(const gchar*) vs. (gchar*) and other memory management stories

This article now been upstreamed to the GNOME Programming Guidelines, where future updates will be made to it.

Memory management in C is often seen as a minefield, and while it’s not as simple as in more modern languages, if a few conventions are followed it doesn’t have to be hard at all. Here are some pointers about heap memory management in C using GObject and the usual GNOME types and coding conventions, including GObject introspection. A basic knowledge of C is assumed, but no more. Stack memory allocation and other obscure patterns aren’t covered, since they’re much less commonly used in a typical GObject application.

The most important rule when thinking about memory management is: which code has ownership of this memory?

Ownership can be defined as the responsibility to free or deallocate a piece of memory. If code which does own some memory doesn’t deallocate that memory, that’s a memory leak. If code which doesn’t own some memory deallocates it (in addition to the owner doing so), that’s a double-free. Both are bad.

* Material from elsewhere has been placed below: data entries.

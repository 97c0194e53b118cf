//! Typed rows of the COG reference files and a streaming reader over them.

use std::{fs::File, io, marker::PhantomData, path::Path};

use csv::{ReaderBuilder, StringRecord, Trim};
use insee_core::{
  geo::{
    normalize_commune_code, normalize_departement_code, normalize_region_code,
    ChefLieu, Commune, CommuneKind, Departement, Region,
  },
  statistic::parse_value,
};
use serde::{de::DeserializeOwned, Deserialize};

use crate::{Error, Result, COG_DELIMITER};

// ─── Record types ────────────────────────────────────────────────────────────

/// A row type of one of the reference files.
pub trait ReferenceRecord: DeserializeOwned {
  /// Columns are matched by position instead of by header name.
  const POSITIONAL: bool = false;
}

/// A row of `v_region_<year>.csv`.
#[derive(Debug, Clone, Deserialize)]
#[serde(rename_all = "UPPERCASE")]
pub struct RegionRecord {
  pub reg:      String,
  pub cheflieu: String,
  #[serde(default)]
  pub tncc:     Option<String>,
  #[serde(default)]
  pub ncc:      Option<String>,
  #[serde(default)]
  pub nccenr:   Option<String>,
  pub libelle:  String,
}

impl ReferenceRecord for RegionRecord {}

impl RegionRecord {
  pub fn region(&self) -> insee_core::Result<Region> {
    Ok(Region {
      code: normalize_region_code(&self.reg)?,
      name: self.libelle.trim().to_owned(),
    })
  }

  pub fn chef_lieu(&self) -> insee_core::Result<ChefLieu> {
    Ok(ChefLieu::Region {
      region_code:  normalize_region_code(&self.reg)?,
      commune_code: normalize_commune_code(&self.cheflieu)?,
    })
  }
}

/// A row of `v_departement_<year>.csv`.
#[derive(Debug, Clone, Deserialize)]
#[serde(rename_all = "UPPERCASE")]
pub struct DepartementRecord {
  pub dep:      String,
  pub reg:      String,
  pub cheflieu: String,
  #[serde(default)]
  pub tncc:     Option<String>,
  #[serde(default)]
  pub ncc:      Option<String>,
  #[serde(default)]
  pub nccenr:   Option<String>,
  pub libelle:  String,
}

impl ReferenceRecord for DepartementRecord {}

impl DepartementRecord {
  pub fn departement(&self) -> insee_core::Result<Departement> {
    Ok(Departement {
      code:        normalize_departement_code(&self.dep)?,
      name:        self.libelle.trim().to_owned(),
      region_code: normalize_region_code(&self.reg)?,
    })
  }

  pub fn chef_lieu(&self) -> insee_core::Result<ChefLieu> {
    Ok(ChefLieu::Departement {
      departement_code: normalize_departement_code(&self.dep)?,
      commune_code:     normalize_commune_code(&self.cheflieu)?,
    })
  }
}

/// A row of `v_commune_<year>.csv`.
///
/// Associated and delegated communes and municipal arrondissements share the
/// file with full communes; their `REG`/`DEP` cells are empty.
#[derive(Debug, Clone, Deserialize)]
#[serde(rename_all = "UPPERCASE")]
pub struct CommuneRecord {
  pub typecom: String,
  pub com:     String,
  #[serde(default)]
  pub reg:     Option<String>,
  #[serde(default)]
  pub dep:     Option<String>,
  #[serde(default)]
  pub ncc:     Option<String>,
  pub libelle: String,
}

impl ReferenceRecord for CommuneRecord {}

impl CommuneRecord {
  pub fn kind(&self) -> insee_core::Result<CommuneKind> { CommuneKind::parse(&self.typecom) }

  pub fn commune(&self) -> insee_core::Result<Commune> {
    let dep = self.dep.as_deref().unwrap_or_default();
    Ok(Commune {
      code:             normalize_commune_code(&self.com)?,
      name:             self.libelle.trim().to_owned(),
      departement_code: normalize_departement_code(dep)?,
    })
  }
}

/// A row of the commune population file: commune code, then population.
/// Header names vary between extracts, so columns are taken by position.
#[derive(Debug, Clone, Deserialize)]
pub struct PopulationRecord {
  pub code:       String,
  pub population: String,
}

impl ReferenceRecord for PopulationRecord {
  const POSITIONAL: bool = true;
}

impl PopulationRecord {
  pub fn commune_code(&self) -> insee_core::Result<String> { normalize_commune_code(&self.code) }

  /// `Ok(None)` when the cell is empty.
  pub fn population(&self) -> insee_core::Result<Option<i64>> {
    match parse_value(&self.population)? {
      Some(v) if v < 0.0 => Err(insee_core::Error::InvalidNumber(self.population.clone())),
      Some(v) => Ok(Some(v.round() as i64)),
      None => Ok(None),
    }
  }
}

// ─── Reader ──────────────────────────────────────────────────────────────────

/// Streams typed records out of a reference file, paired with their line
/// number for diagnostics.
///
/// A row that does not fit the record type is yielded as an error; the
/// caller decides whether that aborts the file.
pub struct Records<T, R> {
  reader:  csv::Reader<R>,
  headers: Option<StringRecord>,
  record:  StringRecord,
  _marker: PhantomData<fn() -> T>,
}

impl<T: ReferenceRecord> Records<T, File> {
  /// Open a comma-separated reference file.
  pub fn from_path(path: impl AsRef<Path>) -> Result<Self> {
    let path = path.as_ref();
    let reader = builder()
      .from_path(path)
      .map_err(|source| Error::Open { path: path.to_path_buf(), source })?;
    Self::from_csv(reader)
  }
}

impl<T: ReferenceRecord, R: io::Read> Records<T, R> {
  pub fn new(input: R) -> Result<Self> { Self::from_csv(builder().from_reader(input)) }

  fn from_csv(mut reader: csv::Reader<R>) -> Result<Self> {
    let headers = reader.headers()?.clone();
    Ok(Self {
      reader,
      headers: (!T::POSITIONAL).then_some(headers),
      record: StringRecord::new(),
      _marker: PhantomData,
    })
  }
}

fn builder() -> ReaderBuilder {
  let mut builder = ReaderBuilder::new();
  builder.delimiter(COG_DELIMITER).flexible(true).trim(Trim::All);
  builder
}

impl<T: ReferenceRecord, R: io::Read> Iterator for Records<T, R> {
  type Item = Result<(u64, T)>;

  fn next(&mut self) -> Option<Self::Item> {
    match self.reader.read_record(&mut self.record) {
      Ok(false) => None,
      Err(e) => Some(Err(e.into())),
      Ok(true) => {
        let line = self.record.position().map_or(0, |p| p.line());
        Some(
          self
            .record
            .deserialize::<T>(self.headers.as_ref())
            .map(|t| (line, t))
            .map_err(Error::from),
        )
      }
    }
  }
}
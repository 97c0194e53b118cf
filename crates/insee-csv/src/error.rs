//! Error types for the insee-csv codec.

use std::path::PathBuf;

use thiserror::Error;

#[derive(Debug, Error)]
pub enum Error {
  #[error("cannot open {path:?}: {source}")]
  Open {
    path:   PathBuf,
    #[source]
    source: csv::Error,
  },

  #[error("csv error: {0}")]
  Csv(#[from] csv::Error),

  #[error("missing column {column:?}")]
  MissingColumn { column: &'static str },
}

pub type Result<T, E = Error> = std::result::Result<T, E>;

For example, if a function returns a newly allocated string and doesn’t retain a pointer to it, ownership of the string is transferred to the caller. Note that when thinking about ownership transfer, malloc()/free() and reference counting are treated the same: in the former case, a newly allocated piece of heap memory is being transferred; in the latter, a newly incremented reference.

gchar *transfer_full_function (void) {
	return g_strdup ("Newly allocated string.");
}

/* Ownership is transferred here. */
gchar *my_string = transfer_full_function ();

Conversely, if the function does retain a pointer (e.g. inside an object), ownership is not transferred to the caller.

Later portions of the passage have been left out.